From the entries below, please gather each line containing the string "BTreeMap".

=== Supplied records ===
————

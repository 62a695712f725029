//! Per-element phase synthesis.
//!
//! With $k = 2\pi/\lambda$ and element position $\mathbf{r}$:
//!
//! | mode           | phase                                                                   |
//! |----------------|-------------------------------------------------------------------------|
//! | `uniform`      | constant                                                                |
//! | `steer`        | $-k\,\mathbf{r}\cdot\hat{d} + k\,\mathbf{r}\cdot\hat{\imath} + \phi_0$ |
//! | `focus`        | $k\lvert\mathbf{r}-\mathbf{f}\rvert + k\,\mathbf{r}\cdot\hat{\imath}$   |
//! | `custom`       | caller-supplied map                                                     |
//! | `reflectarray` | $-k\,\mathbf{r}'\cdot\hat{d} + k\lvert\mathbf{t}-\mathbf{r}\rvert + \phi_0$ |
//!
//! The incidence term $\hat{\imath}$ is optional for `steer` and `focus`.
//! `reflectarray` uses $\mathbf{r}' = \mathbf{r} - \mathbf{c}$ relative to the
//! panel center and compensates the exact spherical wavefront from the
//! transmitter at $\mathbf{t}$.

use std::collections::BTreeMap;
use std::fmt;
use std::str::FromStr;

use ndarray::Array2;
use ris_geometry::frame::{dot, norm, normalise, sub};
use ris_geometry::ElementGrid;
use serde::{Deserialize, Serialize};

use crate::error::RisError;
use crate::units::wavenumber;

/// Control intent selected by `control.mode`.
#[derive(Debug, Clone, Copy, Default, PartialEq, Eq, Serialize, Deserialize)]
#[serde(rename_all = "snake_case")]
pub enum ControlMode {
    #[default]
    Uniform,
    Steer,
    Focus,
    Custom,
    Reflectarray,
}

impl FromStr for ControlMode {
    type Err = RisError;

    fn from_str(s: &str) -> Result<Self, Self::Err> {
        match s {
            "uniform" => Ok(ControlMode::Uniform),
            "steer" => Ok(ControlMode::Steer),
            "focus" => Ok(ControlMode::Focus),
            "custom" => Ok(ControlMode::Custom),
            "reflectarray" => Ok(ControlMode::Reflectarray),
            other => Err(RisError::Unsupported {
                kind: "control mode",
                value: other.to_string(),
                expected: "uniform, steer, focus, custom, reflectarray",
            }),
        }
    }
}

impl fmt::Display for ControlMode {
    fn fmt(&self, f: &mut fmt::Formatter<'_>) -> fmt::Result {
        f.write_str(match self {
            ControlMode::Uniform => "uniform",
            ControlMode::Steer => "steer",
            ControlMode::Focus => "focus",
            ControlMode::Custom => "custom",
            ControlMode::Reflectarray => "reflectarray",
        })
    }
}

/// Mode-specific parameters as they appear under `control.params`.
#[derive(Debug, Clone, Default, PartialEq, Serialize, Deserialize)]
#[serde(default)]
pub struct ControlParams {
    #[serde(skip_serializing_if = "Option::is_none")]
    pub phase_rad: Option<f64>,
    #[serde(skip_serializing_if = "Option::is_none")]
    pub phase_deg: Option<f64>,
    #[serde(skip_serializing_if = "Option::is_none")]
    pub direction: Option<[f64; 3]>,
    #[serde(skip_serializing_if = "Option::is_none")]
    pub azimuth_deg: Option<f64>,
    #[serde(skip_serializing_if = "Option::is_none")]
    pub elevation_deg: Option<f64>,
    #[serde(skip_serializing_if = "Option::is_none")]
    pub incident_direction: Option<[f64; 3]>,
    #[serde(skip_serializing_if = "Option::is_none")]
    pub phase_offset_rad: Option<f64>,
    #[serde(skip_serializing_if = "Option::is_none")]
    pub phase_offset_deg: Option<f64>,
    #[serde(skip_serializing_if = "Option::is_none")]
    pub focal_point: Option<[f64; 3]>,
    #[serde(skip_serializing_if = "Option::is_none")]
    pub phase_map: Option<Vec<Vec<f64>>>,
    /// Keys no control mode reads.
    #[serde(flatten)]
    pub extra: BTreeMap<String, serde_json::Value>,
}

impl ControlParams {
    /// `direction`, else the unit vector from `azimuth_deg`/`elevation_deg`.
    fn direction(&self, mode: &'static str) -> Result<[f64; 3], RisError> {
        match (self.direction, self.azimuth_deg, self.elevation_deg) {
            (Some(d), _, _) => Ok(normalise(&d, "direction")?),
            (None, Some(az), Some(el)) => Ok(direction_from_angles(az, el)),
            _ => Err(RisError::MissingControlParam {
                mode,
                requirement: "direction or azimuth_deg/elevation_deg",
            }),
        }
    }

    fn incident(&self) -> Result<Option<[f64; 3]>, RisError> {
        self.incident_direction
            .map(|d| normalise(&d, "incident_direction"))
            .transpose()
            .map_err(RisError::from)
    }

    /// `phase_offset_deg` wins over `phase_offset_rad`.
    fn phase_offset_rad(&self) -> f64 {
        self.phase_offset_deg
            .map(f64::to_radians)
            .or(self.phase_offset_rad)
            .unwrap_or(0.0)
    }
}

/// A fully resolved control intent.
#[derive(Debug, Clone, PartialEq)]
pub enum PhaseControl {
    Uniform {
        phase_rad: f64,
    },
    Steer {
        direction: [f64; 3],
        incident_direction: Option<[f64; 3]>,
        phase_offset_rad: f64,
    },
    Focus {
        focal_point: [f64; 3],
        incident_direction: Option<[f64; 3]>,
    },
    Custom {
        phase_map: Array2<f64>,
    },
    Reflectarray {
        direction: [f64; 3],
        phase_offset_rad: f64,
    },
}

————

=== Output below ===
use std::collections::BTreeMap;
    pub extra: BTreeMap<String, serde_json::Value>,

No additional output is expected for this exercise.